What the exercise asks
The lines below should be written out again in full, exactly as they are.
Task material START
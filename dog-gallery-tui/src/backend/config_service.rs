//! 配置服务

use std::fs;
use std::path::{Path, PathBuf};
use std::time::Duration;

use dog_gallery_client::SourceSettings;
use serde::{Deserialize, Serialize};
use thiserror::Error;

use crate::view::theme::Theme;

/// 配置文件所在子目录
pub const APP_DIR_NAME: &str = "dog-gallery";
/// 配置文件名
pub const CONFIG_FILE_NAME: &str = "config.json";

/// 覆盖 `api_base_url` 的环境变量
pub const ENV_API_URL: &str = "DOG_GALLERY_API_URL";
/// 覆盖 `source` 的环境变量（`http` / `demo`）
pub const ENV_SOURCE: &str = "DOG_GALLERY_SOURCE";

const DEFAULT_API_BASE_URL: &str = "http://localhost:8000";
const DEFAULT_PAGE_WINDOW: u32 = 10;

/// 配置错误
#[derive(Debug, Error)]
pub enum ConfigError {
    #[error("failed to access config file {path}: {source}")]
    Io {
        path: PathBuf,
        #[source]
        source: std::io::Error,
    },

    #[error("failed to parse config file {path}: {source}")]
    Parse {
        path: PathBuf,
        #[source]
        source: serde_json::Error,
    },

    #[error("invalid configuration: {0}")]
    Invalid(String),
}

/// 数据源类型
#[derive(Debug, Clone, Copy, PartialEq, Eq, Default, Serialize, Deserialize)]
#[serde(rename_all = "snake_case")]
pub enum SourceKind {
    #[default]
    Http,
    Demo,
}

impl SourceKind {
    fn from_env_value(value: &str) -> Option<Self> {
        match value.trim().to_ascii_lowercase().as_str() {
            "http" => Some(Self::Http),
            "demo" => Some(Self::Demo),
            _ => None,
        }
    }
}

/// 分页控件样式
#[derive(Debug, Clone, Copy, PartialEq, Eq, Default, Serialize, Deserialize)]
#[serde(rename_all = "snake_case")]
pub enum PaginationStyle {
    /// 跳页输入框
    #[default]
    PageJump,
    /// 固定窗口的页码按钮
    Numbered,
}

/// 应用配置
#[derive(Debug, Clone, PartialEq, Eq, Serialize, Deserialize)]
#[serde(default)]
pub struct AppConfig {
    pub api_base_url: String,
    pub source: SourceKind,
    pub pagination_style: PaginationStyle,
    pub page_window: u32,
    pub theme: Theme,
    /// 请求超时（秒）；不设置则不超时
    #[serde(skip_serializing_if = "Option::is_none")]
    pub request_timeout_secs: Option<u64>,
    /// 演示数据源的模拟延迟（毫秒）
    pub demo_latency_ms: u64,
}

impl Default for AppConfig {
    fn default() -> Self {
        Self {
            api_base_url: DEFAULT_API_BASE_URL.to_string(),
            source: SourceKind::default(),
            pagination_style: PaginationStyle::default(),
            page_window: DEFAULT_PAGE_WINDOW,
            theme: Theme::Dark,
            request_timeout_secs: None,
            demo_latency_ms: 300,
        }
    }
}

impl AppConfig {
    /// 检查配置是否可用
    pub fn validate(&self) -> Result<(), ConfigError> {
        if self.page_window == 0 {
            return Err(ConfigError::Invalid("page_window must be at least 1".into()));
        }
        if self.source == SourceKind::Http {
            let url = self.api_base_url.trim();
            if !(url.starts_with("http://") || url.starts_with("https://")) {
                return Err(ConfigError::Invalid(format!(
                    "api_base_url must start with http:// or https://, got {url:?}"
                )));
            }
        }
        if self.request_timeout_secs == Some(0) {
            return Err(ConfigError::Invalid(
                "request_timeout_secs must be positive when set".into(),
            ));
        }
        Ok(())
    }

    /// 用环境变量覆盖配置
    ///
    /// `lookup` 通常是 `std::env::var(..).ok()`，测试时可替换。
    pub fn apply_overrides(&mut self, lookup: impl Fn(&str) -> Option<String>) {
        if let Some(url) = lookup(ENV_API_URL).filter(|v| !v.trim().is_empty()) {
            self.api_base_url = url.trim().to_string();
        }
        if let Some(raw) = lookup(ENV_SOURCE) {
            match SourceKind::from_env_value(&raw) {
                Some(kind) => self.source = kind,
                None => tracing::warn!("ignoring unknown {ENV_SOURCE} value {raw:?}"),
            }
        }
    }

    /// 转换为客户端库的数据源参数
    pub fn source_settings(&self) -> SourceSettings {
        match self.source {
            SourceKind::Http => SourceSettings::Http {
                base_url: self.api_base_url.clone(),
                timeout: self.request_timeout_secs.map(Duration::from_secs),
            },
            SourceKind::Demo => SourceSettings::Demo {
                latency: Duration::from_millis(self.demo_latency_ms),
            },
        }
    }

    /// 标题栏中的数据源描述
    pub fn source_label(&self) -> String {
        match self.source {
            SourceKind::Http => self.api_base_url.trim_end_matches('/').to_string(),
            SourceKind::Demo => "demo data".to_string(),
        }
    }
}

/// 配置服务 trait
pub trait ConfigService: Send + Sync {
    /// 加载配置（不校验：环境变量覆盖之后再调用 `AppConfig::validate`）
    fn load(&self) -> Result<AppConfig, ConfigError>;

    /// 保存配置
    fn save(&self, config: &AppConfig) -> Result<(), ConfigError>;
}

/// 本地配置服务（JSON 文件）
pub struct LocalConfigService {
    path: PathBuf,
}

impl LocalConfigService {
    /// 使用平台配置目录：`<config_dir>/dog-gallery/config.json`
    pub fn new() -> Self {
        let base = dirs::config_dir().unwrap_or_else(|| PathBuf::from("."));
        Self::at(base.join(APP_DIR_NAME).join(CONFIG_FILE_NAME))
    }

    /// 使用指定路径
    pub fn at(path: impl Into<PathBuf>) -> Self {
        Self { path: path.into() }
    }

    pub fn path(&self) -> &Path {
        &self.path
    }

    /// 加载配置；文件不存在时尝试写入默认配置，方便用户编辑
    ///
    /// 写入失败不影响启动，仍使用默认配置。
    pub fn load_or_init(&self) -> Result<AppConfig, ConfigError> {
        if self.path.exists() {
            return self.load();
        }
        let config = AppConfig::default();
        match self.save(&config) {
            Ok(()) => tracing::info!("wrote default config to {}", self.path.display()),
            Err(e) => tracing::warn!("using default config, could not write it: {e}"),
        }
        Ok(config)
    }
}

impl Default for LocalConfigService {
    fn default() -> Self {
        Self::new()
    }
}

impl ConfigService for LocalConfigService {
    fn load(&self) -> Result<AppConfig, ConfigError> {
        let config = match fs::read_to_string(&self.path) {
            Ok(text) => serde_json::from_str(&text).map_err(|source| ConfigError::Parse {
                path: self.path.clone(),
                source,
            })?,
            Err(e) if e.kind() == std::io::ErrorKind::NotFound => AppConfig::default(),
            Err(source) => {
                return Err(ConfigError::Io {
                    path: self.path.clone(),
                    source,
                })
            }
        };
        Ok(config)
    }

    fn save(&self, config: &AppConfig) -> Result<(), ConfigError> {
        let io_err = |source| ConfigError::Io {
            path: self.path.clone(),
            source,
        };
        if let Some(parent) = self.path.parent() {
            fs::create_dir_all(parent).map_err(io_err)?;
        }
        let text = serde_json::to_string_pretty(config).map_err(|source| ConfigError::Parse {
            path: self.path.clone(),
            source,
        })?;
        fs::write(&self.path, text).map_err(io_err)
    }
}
Task material END
Response for this exercise
filename dog-gallery-tui/src/backend/config_service.rs
//! 配置服务

use std::fs;
use std::path::{Path, PathBuf};
use std::time::Duration;

use dog_gallery_client::SourceSettings;
use serde::{Deserialize, Serialize};
use thiserror::Error;

use crate::view::theme::Theme;

/// 配置文件所在子目录
pub const APP_DIR_NAME: &str = "dog-gallery";
/// 配置文件名
pub const CONFIG_FILE_NAME: &str = "config.json";

/// 覆盖 `api_base_url` 的环境变量
pub const ENV_API_URL: &str = "DOG_GALLERY_API_URL";
/// 覆盖 `source` 的环境变量（`http` / `demo`）
pub const ENV_SOURCE: &str = "DOG_GALLERY_SOURCE";

const DEFAULT_API_BASE_URL: &str = "http://localhost:8000";
const DEFAULT_PAGE_WINDOW: u32 = 10;

/// 配置错误
#[derive(Debug, Error)]
pub enum ConfigError {
    #[error("failed to access config file {path}: {source}")]
    Io {
        path: PathBuf,
        #[source]
        source: std::io::Error,
    },

    #[error("failed to parse config file {path}: {source}")]
    Parse {
        path: PathBuf,
        #[source]
        source: serde_json::Error,
    },

    #[error("invalid configuration: {0}")]
    Invalid(String),
}

/// 数据源类型
#[derive(Debug, Clone, Copy, PartialEq, Eq, Default, Serialize, Deserialize)]
#[serde(rename_all = "snake_case")]
pub enum SourceKind {
    #[default]
    Http,
    Demo,
}

impl SourceKind {
    fn from_env_value(value: &str) -> Option<Self> {
        match value.trim().to_ascii_lowercase().as_str() {
            "http" => Some(Self::Http),
            "demo" => Some(Self::Demo),
            _ => None,
        }
    }
}

/// 分页控件样式
#[derive(Debug, Clone, Copy, PartialEq, Eq, Default, Serialize, Deserialize)]
#[serde(rename_all = "snake_case")]
pub enum PaginationStyle {
    /// 跳页输入框
    #[default]
    PageJump,
    /// 固定窗口的页码按钮
    Numbered,
}

/// 应用配置
#[derive(Debug, Clone, PartialEq, Eq, Serialize, Deserialize)]
#[serde(default)]
pub struct AppConfig {
    pub api_base_url: String,
    pub source: SourceKind,
    pub pagination_style: PaginationStyle,
    pub page_window: u32,
    pub theme: Theme,
    /// 请求超时（秒）；不设置则不超时
    #[serde(skip_serializing_if = "Option::is_none")]
    pub request_timeout_secs: Option<u64>,
    /// 演示数据源的模拟延迟（毫秒）
    pub demo_latency_ms: u64,
}

impl Default for AppConfig {
    fn default() -> Self {
        Self {
            api_base_url: DEFAULT_API_BASE_URL.to_string(),
            source: SourceKind::default(),
            pagination_style: PaginationStyle::default(),
            page_window: DEFAULT_PAGE_WINDOW,
            theme: Theme::Dark,
            request_timeout_secs: None,
            demo_latency_ms: 300,
        }
    }
}

impl AppConfig {
    /// 检查配置是否可用
    pub fn validate(&self) -> Result<(), ConfigError> {
        if self.page_window == 0 {
            return Err(ConfigError::Invalid("page_window must be at least 1".into()));
        }
        if self.source == SourceKind::Http {
            let url = self.api_base_url.trim();
            if !(url.starts_with("http://") || url.starts_with("https://")) {
                return Err(ConfigError::Invalid(format!(
                    "api_base_url must start with http:// or https://, got {url:?}"
                )));
            }
        }
        if self.request_timeout_secs == Some(0) {
            return Err(ConfigError::Invalid(
                "request_timeout_secs must be positive when set".into(),
            ));
        }
        Ok(())
    }

    /// 用环境变量覆盖配置
    ///
    /// `lookup` 通常是 `std::env::var(..).ok()`，测试时可替换。
    pub fn apply_overrides(&mut self, lookup: impl Fn(&str) -> Option<String>) {
        if let Some(url) = lookup(ENV_API_URL).filter(|v| !v.trim().is_empty()) {
            self.api_base_url = url.trim().to_string();
        }
        if let Some(raw) = lookup(ENV_SOURCE) {
            match SourceKind::from_env_value(&raw) {
                Some(kind) => self.source = kind,
                None => tracing::warn!("ignoring unknown {ENV_SOURCE} value {raw:?}"),
            }
        }
    }

    /// 转换为客户端库的数据源参数
    pub fn source_settings(&self) -> SourceSettings {
        match self.source {
            SourceKind::Http => SourceSettings::Http {
                base_url: self.api_base_url.clone(),
                timeout: self.request_timeout_secs.map(Duration::from_secs),
            },
            SourceKind::Demo => SourceSettings::Demo {
                latency: Duration::from_millis(self.demo_latency_ms),
            },
        }
    }

    /// 标题栏中的数据源描述
    pub fn source_label(&self) -> String {
        match self.source {
            SourceKind::Http => self.api_base_url.trim_end_matches('/').to_string(),
            SourceKind::Demo => "demo data".to_string(),
        }
    }
}

/// 配置服务 trait
pub trait ConfigService: Send + Sync {
    /// 加载配置（不校验：环境变量覆盖之后再调用 `AppConfig::validate`）
    fn load(&self) -> Result<AppConfig, ConfigError>;

    /// 保存配置
    fn save(&self, config: &AppConfig) -> Result<(), ConfigError>;
}

/// 本地配置服务（JSON 文件）
pub struct LocalConfigService {
    path: PathBuf,
}

impl LocalConfigService {
    /// 使用平台配置目录：`<config_dir>/dog-gallery/config.json`
    pub fn new() -> Self {
        let base = dirs::config_dir().unwrap_or_else(|| PathBuf::from("."));
        Self::at(base.join(APP_DIR_NAME).join(CONFIG_FILE_NAME))
    }

    /// 使用指定路径
    pub fn at(path: impl Into<PathBuf>) -> Self {
        Self { path: path.into() }
    }

    pub fn path(&self) -> &Path {
        &self.path
    }

    /// 加载配置；文件不存在时尝试写入默认配置，方便用户编辑
    ///
    /// 写入失败不影响启动，仍使用默认配置。
    pub fn load_or_init(&self) -> Result<AppConfig, ConfigError> {
        if self.path.exists() {
            return self.load();
        }
        let config = AppConfig::default();
        match self.save(&config) {
            Ok(()) => tracing::info!("wrote default config to {}", self.path.display()),
            Err(e) => tracing::warn!("using default config, could not write it: {e}"),
        }
        Ok(config)
    }
}

impl Default for LocalConfigService {
    fn default() -> Self {
        Self::new()
    }
}

impl ConfigService for LocalConfigService {
    fn load(&self) -> Result<AppConfig, ConfigError> {
        let config = match fs::read_to_string(&self.path) {
            Ok(text) => serde_json::from_str(&text).map_err(|source| ConfigError::Parse {
                path: self.path.clone(),
                source,
            })?,
            Err(e) if e.kind() == std::io::ErrorKind::NotFound => AppConfig::default(),
            Err(source) => {
                return Err(ConfigError::Io {
                    path: self.path.clone(),
                    source,
                })
            }
        };
        Ok(config)
    }

    fn save(&self, config: &AppConfig) -> Result<(), ConfigError> {
        let io_err = |source| ConfigError::Io {
            path: self.path.clone(),
            source,
        };
        if let Some(parent) = self.path.parent() {
            fs::create_dir_all(parent).map_err(io_err)?;
        }
        let text = serde_json::to_string_pretty(config).map_err(|source| ConfigError::Parse {
            path: self.path.clone(),
            source,
        })?;
        fs::write(&self.path, text).map_err(io_err)
    }
}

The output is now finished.